Here’s a recent literature roundup from PubMed, PsychNet, and Google Scholar for your enjoyment.
This study examined the relationship between one’s perception of their socioeconomic status and one’s perceived health, and how this relationship is influenced by positive and negative interpersonal relationships. Ecological momentary assessment was used so that these relationships and interactions could be examined within the context of real life. The study found that one’s perceived social rank was related to their perceived health, and that positive interpersonal interactions positively influenced this relationship.
Mood variation is known to influence alcohol use and abuse. And, further, response inhibition plays a role in this relationship. This study used ecological momentary assessment to track pre-drinking mood, how it influenced drinking behavior, and how response inhibition influenced this relationship. The study did this by giving the college student participants a stop-signal task to test response inhibition before giving the students a PDA where they recorded their mood and drinking behavior for 21 days. After the study, the data showed that instability in pre-drinking mood and positive mood predicted drinking behavior, except in females with high pre-test response inhibition. However, negative mood was associated with drinking in women with low response inhibition. Acute alcohol use was associated with negative pre-drinking mood and low response inhibition in both genders.

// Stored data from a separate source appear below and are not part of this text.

//! Color scheme and color shade generators, emitted as `:root` custom
//! properties.

use forge_palette::{ColorRole, ColorScheme, ColorShade, generate_color_shades};
use serde::{Deserialize, Serialize};

use crate::merge;
use crate::rule::RuleBlock;

pub const SELECTOR: &str = ":root";

// ---------------------------------------------------------------------------
// Color scheme
// ---------------------------------------------------------------------------

/// Partial update for a [`ColorScheme`], one optional color per role.
#[derive(Debug, Clone, Default, PartialEq, Eq, Serialize, Deserialize)]
#[serde(rename_all = "camelCase")]
pub struct ColorSchemePatch {
    pub primary: Option<String>,
    pub secondary: Option<String>,
    pub accent: Option<String>,
    pub background: Option<String>,
    pub surface: Option<String>,
    pub text: Option<String>,
    pub text_secondary: Option<String>,
}

impl ColorSchemePatch {
    /// Mutable access to the slot for `role`.
    pub fn slot(&mut self, role: ColorRole) -> &mut Option<String> {
        match role {
            ColorRole::Primary => &mut self.primary,
            ColorRole::Secondary => &mut self.secondary,
            ColorRole::Accent => &mut self.accent,
            ColorRole::Background => &mut self.background,
            ColorRole::Surface => &mut self.surface,
            ColorRole::Text => &mut self.text,
            ColorRole::TextSecondary => &mut self.text_secondary,
        }
    }
}

impl From<ColorScheme> for ColorSchemePatch {
    fn from(scheme: ColorScheme) -> Self {
        Self {
            primary: Some(scheme.primary),
            secondary: Some(scheme.secondary),
            accent: Some(scheme.accent),
            background: Some(scheme.background),
            surface: Some(scheme.surface),
            text: Some(scheme.text),
            text_secondary: Some(scheme.text_secondary),
        }
    }
}

/// Merge `patch` into `scheme`; colors that fail to parse are ignored.
pub fn apply_scheme_patch(scheme: &mut ColorScheme, mut patch: ColorSchemePatch) {
    for role in ColorRole::ALL {
        merge::color(scheme.get_mut(role), role.name(), patch.slot(role).take());
    }
}

/// `--color-<role>` custom properties in role order.
#[must_use]
pub fn color_scheme_css(scheme: &ColorScheme) -> RuleBlock {
    scheme.iter().fold(RuleBlock::new(SELECTOR), |rule, (role, color)| {
        rule.with(format!("--color-{role}"), color)
    })
}

// ---------------------------------------------------------------------------
// Color shades
// ---------------------------------------------------------------------------

/// A base color and the ramp derived from it. The ramp is never edited
/// directly; it is regenerated whenever the base changes.
#[derive(Debug, Clone, PartialEq, Eq, Serialize, Deserialize)]
#[serde(rename_all = "camelCase")]
pub struct ColorShadeConfig {
    base_color: String,
    shades: Vec<ColorShade>,
}

impl Default for ColorShadeConfig {
    fn default() -> Self {
        Self::new("#3B82F6")
    }
}

#[derive(Debug, Clone, Default, PartialEq, Eq, Serialize, Deserialize)]
#[serde(rename_all = "camelCase")]
pub struct ColorShadePatch {
    pub base_color: Option<String>,
}

impl ColorShadeConfig {
    /// A config for `base`. An unparseable base gives an empty ramp.
    #[must_use]
    pub fn new(base: &str) -> Self {
        let base_color = base.trim().to_string();
        let shades = generate_color_shades(&base_color);
        Self { base_color, shades }
    }

    #[must_use]
    pub fn base_color(&self) -> &str {
        &self.base_color
    }

    /// The nine shades, lightest first. Empty only for a base that never
    /// parsed.
    #[must_use]
    pub fn shades(&self) -> &[ColorShade] {
        &self.shades
    }

    /// Merge `patch`. A new base that fails to parse is ignored; otherwise
    /// the ramp is regenerated.
    pub fn apply(&mut self, patch: ColorShadePatch) {
        let previous = self.base_color.clone();
        merge::color(&mut self.base_color, "base-color", patch.base_color);
        if self.base_color != previous {
            self.shades = generate_color_shades(&self.base_color);
        }
    }
}

/// `--color-<n>` custom properties, `n` = 1 for the lightest shade.
#[must_use]
pub fn color_shade_css(config: &ColorShadeConfig) -> RuleBlock {
    config
        .shades
        .iter()
        .enumerate()
        .fold(RuleBlock::new(SELECTOR), |rule, (i, shade)| {
            rule.with(format!("--color-{}", i + 1), shade.hex.as_str())
        })
}

/// The ramp as a Tailwind `colors` snippet, keys 100 through 900.
#[must_use]
pub fn tailwind_colors(config: &ColorShadeConfig) -> String {
    let mut out = String::from("colors: {\n  primary: {\n");
    for (i, shade) in config.shades.iter().enumerate() {
        out.push_str(&format!("    {}: '{}',\n", (i + 1) * 100, shade.hex));
    }
    out.push_str("  }\n}");
    out
}
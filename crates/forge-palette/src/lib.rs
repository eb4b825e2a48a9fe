//! Derived colors for cssforge.
//!
//! Everything here builds on [`forge_color`] and works on CSS color
//! strings as a user typed them. Invalid input never produces an error at
//! this level: each derivation degrades to a fixed fallback and logs a
//! warning instead.
//!
//! - [`contrast`]: WCAG contrast ratio and conformance classification
//! - [`scheme`]: seven semantic roles derived from a primary color
//! - [`shades`]: a nine-step lightness ramp from a base color
//! - [`rgba`]: string-to-`rgba(...)` conversion used by the formatters
//!
//! Scheme, shade and rgba derivations are memoized process-wide (see
//! [`cache`]).

pub mod cache;
pub mod contrast;
pub mod rgba;
pub mod scheme;
pub mod shades;

pub use contrast::{
    AccessibilityReport, WcagClassification, WcagLevel, accessibility_report, classify_wcag,
    contrast_ratio,
};
pub use rgba::css_rgba;
pub use scheme::{ColorRole, ColorScheme, generate_color_scheme};
pub use shades::{ColorShade, generate_color_shades};
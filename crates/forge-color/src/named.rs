// SPDX-License-Identifier: MIT
//
// CSS named colors (CSS Color Module Level 4, section 6.1).
//
// The table is sorted by name so lookups can binary search. Names are
// stored lowercase; callers lowercase their input before searching.

/// Every CSS named color with its 8-bit sRGB value, sorted by name.
pub const NAMED_COLORS: [(&str, [u8; 3]); 148] = [
    ("aliceblue", [240, 248, 255]),
    ("antiquewhite", [250, 235, 215]),
    ("aqua", [0, 255, 255]),
    ("aquamarine", [127, 255, 212]),
    ("azure", [240, 255, 255]),
    ("beige", [245, 245, 220]),
    ("bisque", [255, 228, 196]),
    ("black", [0, 0, 0]),
    ("blanchedalmond", [255, 235, 205]),
    ("blue", [0, 0, 255]),
    ("blueviolet", [138, 43, 226]),
    ("brown", [165, 42, 42]),
    ("burlywood", [222, 184, 135]),
    ("cadetblue", [95, 158, 160]),
    ("chartreuse", [127, 255, 0]),
    ("chocolate", [210, 105, 30]),
    ("coral", [255, 127, 80]),
    ("cornflowerblue", [100, 149, 237]),
    ("cornsilk", [255, 248, 220]),
    ("crimson", [220, 20, 60]),
    ("cyan", [0, 255, 255]),
    ("darkblue", [0, 0, 139]),
    ("darkcyan", [0, 139, 139]),
    ("darkgoldenrod", [184, 134, 11]),
    ("darkgray", [169, 169, 169]),
    ("darkgreen", [0, 100, 0]),
    ("darkgrey", [169, 169, 169]),
    ("darkkhaki", [189, 183, 107]),
    ("darkmagenta", [139, 0, 139]),
    ("darkolivegreen", [85, 107, 47]),
    ("darkorange", [255, 140, 0]),
    ("darkorchid", [153, 50, 204]),
    ("darkred", [139, 0, 0]),
    ("darksalmon", [233, 150, 122]),
    ("darkseagreen", [143, 188, 143]),
    ("darkslateblue", [72, 61, 139]),
    ("darkslategray", [47, 79, 79]),
    ("darkslategrey", [47, 79, 79]),
    ("darkturquoise", [0, 206, 209]),
    ("darkviolet", [148, 0, 211]),
    ("deeppink", [255, 20, 147]),
    ("deepskyblue", [0, 191, 255]),
    ("dimgray", [105, 105, 105]),
    ("dimgrey", [105, 105, 105]),
    ("dodgerblue", [30, 144, 255]),
    ("firebrick", [178, 34, 34]),
    ("floralwhite", [255, 250, 240]),
    ("forestgreen", [34, 139, 34]),
    ("fuchsia", [255, 0, 255]),
    ("gainsboro", [220, 220, 220]),
    ("ghostwhite", [248, 248, 255]),
    ("gold", [255, 215, 0]),
    ("goldenrod", [218, 165, 32]),
    ("gray", [128, 128, 128]),
    ("green", [0, 128, 0]),
    ("greenyellow", [173, 255, 47]),
    ("grey", [128, 128, 128]),
    ("honeydew", [240, 255, 240]),
    ("hotpink", [255, 105, 180]),
    ("indianred", [205, 92, 92]),
    ("indigo", [75, 0, 130]),
    ("ivory", [255, 255, 240]),
    ("khaki", [240, 230, 140]),
    ("lavender", [230, 230, 250]),
    ("lavenderblush", [255, 240, 245]),
    ("lawngreen", [124, 252, 0]),
    ("lemonchiffon", [255, 250, 205]),
    ("lightblue", [173, 216, 230]),
    ("lightcoral", [240, 128, 128]),
    ("lightcyan", [224, 255, 255]),
    ("lightgoldenrodyellow", [250, 250, 210]),
    ("lightgray", [211, 211, 211]),
    ("lightgreen", [144, 238, 144]),
    ("lightgrey", [211, 211, 211]),
    ("lightpink", [255, 182, 193]),
    ("lightsalmon", [255, 160, 122]),
    ("lightseagreen", [32, 178, 170]),
    ("lightskyblue", [135, 206, 250]),
    ("lightslategray", [119, 136, 153]),
    ("lightslategrey", [119, 136, 153]),
    ("lightsteelblue", [176, 196, 222]),
    ("lightyellow", [255, 255, 224]),
    ("lime", [0, 255, 0]),
    ("limegreen", [50, 205, 50]),
    ("linen", [250, 240, 230]),
    ("magenta", [255, 0, 255]),
    ("maroon", [128, 0, 0]),
    ("mediumaquamarine", [102, 205, 170]),
    ("mediumblue", [0, 0, 205]),
    ("mediumorchid", [186, 85, 211]),
    ("mediumpurple", [147, 112, 219]),
    ("mediumseagreen", [60, 179, 113]),
    ("mediumslateblue", [123, 104, 238]),
    ("mediumspringgreen", [0, 250, 154]),
    ("mediumturquoise", [72, 209, 204]),
    ("mediumvioletred", [199, 21, 133]),
    ("midnightblue", [25, 25, 112]),
    ("mintcream", [245, 255, 250]),
    ("mistyrose", [255, 228, 225]),
    ("moccasin", [255, 228, 181]),
    ("navajowhite", [255, 222, 173]),
    ("navy", [0, 0, 128]),
    ("oldlace", [253, 245, 230]),
    ("olive", [128, 128, 0]),
    ("olivedrab", [107, 142, 35]),
    ("orange", [255, 165, 0]),
    ("orangered", [255, 69, 0]),
    ("orchid", [218, 112, 214]),
    ("palegoldenrod", [238, 232, 170]),
    ("palegreen", [152, 251, 152]),
    ("paleturquoise", [175, 238, 238]),
    ("palevioletred", [219, 112, 147]),
    ("papayawhip", [255, 239, 213]),
    ("peachpuff", [255, 218, 185]),
    ("peru", [205, 133, 63]),
    ("pink", [255, 192, 203]),
    ("plum", [221, 160, 221]),
    ("powderblue", [176, 224, 230]),
    ("purple", [128, 0, 128]),
    ("rebeccapurple", [102, 51, 153]),
    ("red", [255, 0, 0]),
    ("rosybrown", [188, 143, 143]),
    ("royalblue", [65, 105, 225]),
    ("saddlebrown", [139, 69, 19]),
    ("salmon", [250, 128, 114]),
    ("sandybrown", [244, 164, 96]),
    ("seagreen", [46, 139, 87]),
    ("seashell", [255, 245, 238]),
    ("sienna", [160, 82, 45]),
    ("silver", [192, 192, 192]),
    ("skyblue", [135, 206, 235]),
    ("slateblue", [106, 90, 205]),
    ("slategray", [112, 128, 144]),
    ("slategrey", [112, 128, 144]),
    ("snow", [255, 250, 250]),
    ("springgreen", [0, 255, 127]),
    ("steelblue", [70, 130, 180]),
    ("tan", [210, 180, 140]),
    ("teal", [0, 128, 128]),
    ("thistle", [216, 191, 216]),
    ("tomato", [255, 99, 71]),
    ("turquoise", [64, 224, 208]),
    ("violet", [238, 130, 238]),
    ("wheat", [245, 222, 179]),
    ("white", [255, 255, 255]),
    ("whitesmoke", [245, 245, 245]),
    ("yellow", [255, 255, 0]),
    ("yellowgreen", [154, 205, 50]),
];

/// Look up a named color. `name` must already be lowercase.
#[must_use]
pub fn lookup(name: &str) -> Option<[u8; 3]> {
    NAMED_COLORS
        .binary_search_by(|(candidate, _)| candidate.cmp(&name))
        .ok()
        .map(|idx| NAMED_COLORS[idx].1)
}

// ─── Tests ───────────────────────────────────────────────────────────────────

#[cfg(test)]
mod tests {
    use super::*;

    #[test]
    fn table_is_sorted_for_binary_search() {
        for pair in NAMED_COLORS.windows(2) {
            assert!(pair[0].0 < pair[1].0, "{} !< {}", pair[0].0, pair[1].0);
        }
    }

    #[test]
    fn lookup_known_names() {
        assert_eq!(lookup("rebeccapurple"), Some([102, 51, 153]));
        assert_eq!(lookup("white"), Some([255, 255, 255]));
        assert_eq!(lookup("aliceblue"), Some([240, 248, 255]));
    }

    #[test]
    fn grey_and_gray_agree() {
        assert_eq!(lookup("grey"), lookup("gray"));
        assert_eq!(lookup("darkslategrey"), lookup("darkslategray"));
    }

    #[test]
    fn lookup_unknown_is_none() {
        assert_eq!(lookup("notacolor"), None);
        assert_eq!(lookup(""), None);
    }
}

“A Systematic Review of Methods and Procedures Used in Ecological Momentary Assessments of Diet and Physical Activity Research in Youth: An Adapted STROBE Checklist for Reporting EMA Studies (CREMAS).”
Recent advances in mobile technologies allow for more research on youth diet and physical activity. Thirteen studies of youth nutrition and physical activity were examined for EMA competency. Five areas were assessed including (1) sampling and measures, (2) schedule, (3) technology and administration, (4) prompting strategy, and (5) response and compliance. Results from this study review revealed a need for more consistent EMA reporting. Standardized EMA studies on youth will be more effective if they can identify best practices for EMA methodology.